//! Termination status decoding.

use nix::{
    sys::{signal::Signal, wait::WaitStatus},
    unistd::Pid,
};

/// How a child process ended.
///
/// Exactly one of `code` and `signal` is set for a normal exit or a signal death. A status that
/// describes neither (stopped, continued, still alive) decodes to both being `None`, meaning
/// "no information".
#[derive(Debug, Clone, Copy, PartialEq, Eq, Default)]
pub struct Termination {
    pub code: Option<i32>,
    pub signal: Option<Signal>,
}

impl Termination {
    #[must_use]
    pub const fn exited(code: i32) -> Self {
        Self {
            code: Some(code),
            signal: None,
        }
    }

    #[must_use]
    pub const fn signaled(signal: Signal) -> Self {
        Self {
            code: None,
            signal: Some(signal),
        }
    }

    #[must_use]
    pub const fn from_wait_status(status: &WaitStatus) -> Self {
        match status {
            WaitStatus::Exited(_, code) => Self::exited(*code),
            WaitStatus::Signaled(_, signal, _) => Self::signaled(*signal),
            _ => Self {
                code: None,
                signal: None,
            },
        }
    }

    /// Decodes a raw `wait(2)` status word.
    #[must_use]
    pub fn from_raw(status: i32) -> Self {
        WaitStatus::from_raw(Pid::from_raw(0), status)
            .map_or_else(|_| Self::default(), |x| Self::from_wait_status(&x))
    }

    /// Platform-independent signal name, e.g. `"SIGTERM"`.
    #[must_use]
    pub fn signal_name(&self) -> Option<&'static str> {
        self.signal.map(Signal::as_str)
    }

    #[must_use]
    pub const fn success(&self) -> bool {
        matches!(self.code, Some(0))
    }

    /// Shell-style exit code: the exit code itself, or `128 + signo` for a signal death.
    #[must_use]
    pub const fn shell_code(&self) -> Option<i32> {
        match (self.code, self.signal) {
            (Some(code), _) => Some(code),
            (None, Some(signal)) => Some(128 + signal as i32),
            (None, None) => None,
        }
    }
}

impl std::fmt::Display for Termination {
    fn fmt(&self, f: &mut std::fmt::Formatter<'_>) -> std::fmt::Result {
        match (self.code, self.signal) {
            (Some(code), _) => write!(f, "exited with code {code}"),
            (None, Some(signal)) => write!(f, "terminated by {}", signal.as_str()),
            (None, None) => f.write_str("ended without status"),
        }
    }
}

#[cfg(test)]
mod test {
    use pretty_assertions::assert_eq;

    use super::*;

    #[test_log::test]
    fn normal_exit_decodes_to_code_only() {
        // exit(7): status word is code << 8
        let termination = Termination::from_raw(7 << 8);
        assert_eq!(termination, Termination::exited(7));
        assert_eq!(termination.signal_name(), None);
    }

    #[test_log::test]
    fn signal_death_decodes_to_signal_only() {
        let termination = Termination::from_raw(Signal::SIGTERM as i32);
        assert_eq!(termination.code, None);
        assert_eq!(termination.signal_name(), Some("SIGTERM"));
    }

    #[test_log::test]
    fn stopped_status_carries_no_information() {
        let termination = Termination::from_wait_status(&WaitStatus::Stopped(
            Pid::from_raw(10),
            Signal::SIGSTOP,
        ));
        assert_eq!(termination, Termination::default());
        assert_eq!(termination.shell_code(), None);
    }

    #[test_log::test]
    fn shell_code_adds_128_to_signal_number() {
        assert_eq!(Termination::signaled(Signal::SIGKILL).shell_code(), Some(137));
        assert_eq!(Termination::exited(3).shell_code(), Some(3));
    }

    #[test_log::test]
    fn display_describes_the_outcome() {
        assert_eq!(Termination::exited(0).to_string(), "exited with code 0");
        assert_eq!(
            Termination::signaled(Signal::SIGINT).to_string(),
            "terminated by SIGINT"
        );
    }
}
################
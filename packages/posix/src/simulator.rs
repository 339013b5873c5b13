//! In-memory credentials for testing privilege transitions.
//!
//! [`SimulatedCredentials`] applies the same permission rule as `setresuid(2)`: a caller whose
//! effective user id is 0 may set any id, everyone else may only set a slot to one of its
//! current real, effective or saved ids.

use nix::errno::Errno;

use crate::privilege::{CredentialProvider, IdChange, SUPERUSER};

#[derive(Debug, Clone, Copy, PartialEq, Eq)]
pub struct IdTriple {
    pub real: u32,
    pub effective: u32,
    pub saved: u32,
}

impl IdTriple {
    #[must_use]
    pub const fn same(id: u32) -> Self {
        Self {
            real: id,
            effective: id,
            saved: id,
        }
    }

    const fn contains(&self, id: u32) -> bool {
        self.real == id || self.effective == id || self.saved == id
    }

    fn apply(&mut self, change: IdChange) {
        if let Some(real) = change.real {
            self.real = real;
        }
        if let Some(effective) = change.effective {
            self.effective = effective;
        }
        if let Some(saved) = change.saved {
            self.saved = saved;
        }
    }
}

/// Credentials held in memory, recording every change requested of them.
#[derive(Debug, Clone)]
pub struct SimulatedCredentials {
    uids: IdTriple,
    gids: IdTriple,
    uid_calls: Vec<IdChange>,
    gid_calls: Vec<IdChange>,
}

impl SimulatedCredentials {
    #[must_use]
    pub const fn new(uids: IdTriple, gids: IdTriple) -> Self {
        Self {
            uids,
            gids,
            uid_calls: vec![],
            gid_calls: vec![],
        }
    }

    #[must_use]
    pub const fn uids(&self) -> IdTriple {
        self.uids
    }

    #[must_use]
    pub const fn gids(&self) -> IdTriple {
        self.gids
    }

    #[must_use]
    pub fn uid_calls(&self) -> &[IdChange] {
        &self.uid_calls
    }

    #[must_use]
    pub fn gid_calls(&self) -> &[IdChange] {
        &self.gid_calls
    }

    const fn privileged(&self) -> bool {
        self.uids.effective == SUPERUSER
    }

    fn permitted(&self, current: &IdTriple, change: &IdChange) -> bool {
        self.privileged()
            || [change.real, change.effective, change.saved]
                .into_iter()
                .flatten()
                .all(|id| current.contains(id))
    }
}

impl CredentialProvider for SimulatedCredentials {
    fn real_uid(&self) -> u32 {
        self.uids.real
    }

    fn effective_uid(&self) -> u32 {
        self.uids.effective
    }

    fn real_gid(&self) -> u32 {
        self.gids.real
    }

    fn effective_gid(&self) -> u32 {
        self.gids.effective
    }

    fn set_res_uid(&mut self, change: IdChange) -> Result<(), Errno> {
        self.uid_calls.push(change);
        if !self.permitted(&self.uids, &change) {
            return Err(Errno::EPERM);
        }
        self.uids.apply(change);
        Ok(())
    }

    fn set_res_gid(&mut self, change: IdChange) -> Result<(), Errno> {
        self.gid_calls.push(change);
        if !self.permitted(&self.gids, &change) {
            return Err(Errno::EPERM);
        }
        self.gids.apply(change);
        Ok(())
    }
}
################
• What to work on
Among the lines above, find those that contain the word "struct" and copy them.

• Exercise output
pub struct Termination {
pub struct IdTriple {
pub struct SimulatedCredentials {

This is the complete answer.